> _Work task_: When you reach the line containing "pub fn new(uri: impl" in the entries below, start writing out each line exactly, and stop after the line containing "reach the signaling server".

> _Records for processing_:
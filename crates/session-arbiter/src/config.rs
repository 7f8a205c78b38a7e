//! Arbiter configuration
//!
//! [`ArbiterConfig`] gathers everything the coordinator needs to talk to the
//! signaling server and to negotiate audio: credentials, the WebSocket
//! endpoint, capture constraints for the local device and the media
//! constraints offered when answering or placing calls.
//!
//! # Example
//!
//! ```rust
//! use rvoip_session_arbiter::config::{ArbiterConfig, Credentials};
//!
//! let config = ArbiterConfig::new(
//!     Credentials::new("sip:alice@example.com").with_password("secret"),
//!     "wss://sip.example.com:7443",
//! )
//! .with_register(true);
//!
//! assert!(config.validate().is_ok());
//! assert_eq!(config.outbound_proxy(), "wss://sip.example.com:7443");
//! assert!(config.call_media.audio);
//! assert!(!config.call_media.video);
//! ```

use serde::{Deserialize, Serialize};

use crate::error::{ArbiterError, ArbiterResult};

/// Identity used to register with the signaling server
#[derive(Debug, Clone, Default, PartialEq, Eq, Serialize, Deserialize)]
pub struct Credentials {
    /// Address of record, e.g. `sip:alice@example.com`
    pub uri: String,
    /// Digest password; never logged
    #[serde(default)]
    pub password: Option<String>,
}

impl Credentials {
    pub fn new(uri: impl Into<String>) -> Self {
        Self {
            uri: uri.into(),
            password: None,
        }
    }

    pub fn with_password(mut self, password: impl Into<String>) -> Self {
        self.password = Some(password.into());
        self
    }
}

/// Where and how to reach the signaling server
#[derive(Debug, Clone, Default, PartialEq, Eq, Serialize, Deserialize)]
pub struct SignalingEndpoint {
    /// WebSocket URI of the server (`ws://` or `wss://`)
    pub uri: String,
    /// Outbound proxy; the endpoint URI when unset
    #[serde(default)]
    pub outbound_proxy: Option<String>,
    /// Negotiate SIP session timers
    #[serde(default)]
    pub session_timers: bool,
}

/// Audio processing requested from the capture device
#[derive(Debug, Clone, PartialEq, Eq, Serialize, Deserialize)]
#[serde(default)]
pub struct AudioCaptureConstraints {
    pub echo_cancellation: bool,
    pub noise_suppression: bool,
}

impl Default for AudioCaptureConstraints {
    fn default() -> Self {
        Self {
            echo_cancellation: true,
            noise_suppression: true,
        }
    }
}

/// Constraints for acquiring the local capture source
#[derive(Debug, Clone, Default, PartialEq, Eq, Serialize, Deserialize)]
#[serde(default)]
pub struct CaptureConstraints {
    pub audio: AudioCaptureConstraints,
    pub video: bool,
}

/// Media offered when answering or placing a call
#[derive(Debug, Clone, Copy, PartialEq, Eq, Serialize, Deserialize)]
#[serde(default)]
pub struct CallMediaConstraints {
    pub audio: bool,
    pub video: bool,
}

impl Default for CallMediaConstraints {
    fn default() -> Self {
        Self {
            audio: true,
            video: false,
        }
    }
}

/// Top-level configuration for the coordinator
#[derive(Debug, Clone, PartialEq, Eq, Serialize, Deserialize)]
pub struct ArbiterConfig {
    pub credentials: Credentials,
    pub endpoint: SignalingEndpoint,
    /// Register with the server as soon as the coordinator starts
    #[serde(default = "default_true")]
    pub register: bool,
    /// Acquire the local capture source as soon as the coordinator starts
    #[serde(default = "default_true")]
    pub acquire_local_media: bool,
    #[serde(default)]
    pub capture: CaptureConstraints,
    #[serde(default)]
    pub call_media: CallMediaConstraints,
    /// Capacity of the status broadcast channel
    #[serde(default = "default_status_capacity")]
    pub status_channel_capacity: usize,
}

fn default_true() -> bool {
    true
}

fn default_status_capacity() -> usize {
    64
}

impl Default for ArbiterConfig {
    fn default() -> Self {
        Self::new(Credentials::default(), "")
    }
}

impl ArbiterConfig {
    pub fn new(credentials: Credentials, endpoint_uri: impl Into<String>) -> Self {
        Self {
            credentials,
            endpoint: SignalingEndpoint {
                uri: endpoint_uri.into(),
                outbound_proxy: None,
                session_timers: false,
            },
            register: true,
            acquire_local_media: true,
            capture: CaptureConstraints::default(),
            call_media: CallMediaConstraints::default(),
            status_channel_capacity: default_status_capacity(),
        }
    }

    pub fn with_register(mut self, register: bool) -> Self {
        self.register = register;
        self
    }

    pub fn with_outbound_proxy(mut self, proxy: impl Into<String>) -> Self {
        self.endpoint.outbound_proxy = Some(proxy.into());
        self
    }

    pub fn with_session_timers(mut self, enabled: bool) -> Self {
        self.endpoint.session_timers = enabled;
        self
    }

    pub fn with_capture(mut self, capture: CaptureConstraints) -> Self {
        self.capture = capture;
        self
    }

    pub fn with_call_media(mut self, call_media: CallMediaConstraints) -> Self {
        self.call_media = call_media;
        self
    }

    pub fn with_local_media(mut self, acquire: bool) -> Self {
        self.acquire_local_media = acquire;
        self
    }

    /// Effective outbound proxy
    pub fn outbound_proxy(&self) -> &str {
        self.endpoint
            .outbound_proxy
            .as_deref()
            .unwrap_or(&self.endpoint.uri)
    }

    /// Check the configuration before it is used to register or call
    pub fn validate(&self) -> ArbiterResult<()> {
        if self.credentials.uri.trim().is_empty() {
            return Err(ArbiterError::missing_configuration("credentials.uri"));
        }
        if !(self.credentials.uri.starts_with("sip:") || self.credentials.uri.starts_with("sips:")) {
            return Err(ArbiterError::invalid_configuration(
                "credentials.uri",
                format!("expected a sip: or sips: URI, got '{}'", self.credentials.uri),
            ));
        }

        if self.endpoint.uri.trim().is_empty() {
            return Err(ArbiterError::missing_configuration("endpoint.uri"));
        }
        for (field, uri) in [
            ("endpoint.uri", Some(self.endpoint.uri.as_str())),
            ("endpoint.outbound_proxy", self.endpoint.outbound_proxy.as_deref()),
        ] {
            if let Some(uri) = uri {
                if !(uri.starts_with("ws://") || uri.starts_with("wss://")) {
                    return Err(ArbiterError::invalid_configuration(
                        field,
                        format!("expected a ws:// or wss:// URI, got '{}'", uri),
                    ));
                }
            }
        }

        if !self.call_media.audio && !self.call_media.video {
            return Err(ArbiterError::invalid_configuration(
                "call_media",
                "at least one of audio or video must be enabled",
            ));
        }
        if self.status_channel_capacity == 0 {
            return Err(ArbiterError::invalid_configuration(
                "status_channel_capacity",
                "must be greater than zero",
            ));
        }

        Ok(())
    }
}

> _Your response_:
    pub fn new(uri: impl Into<String>) -> Self {
        Self {
            uri: uri.into(),
            password: None,
        }
    }

    pub fn with_password(mut self, password: impl Into<String>) -> Self {
        self.password = Some(password.into());
        self
    }
}

/// Where and how to reach the signaling server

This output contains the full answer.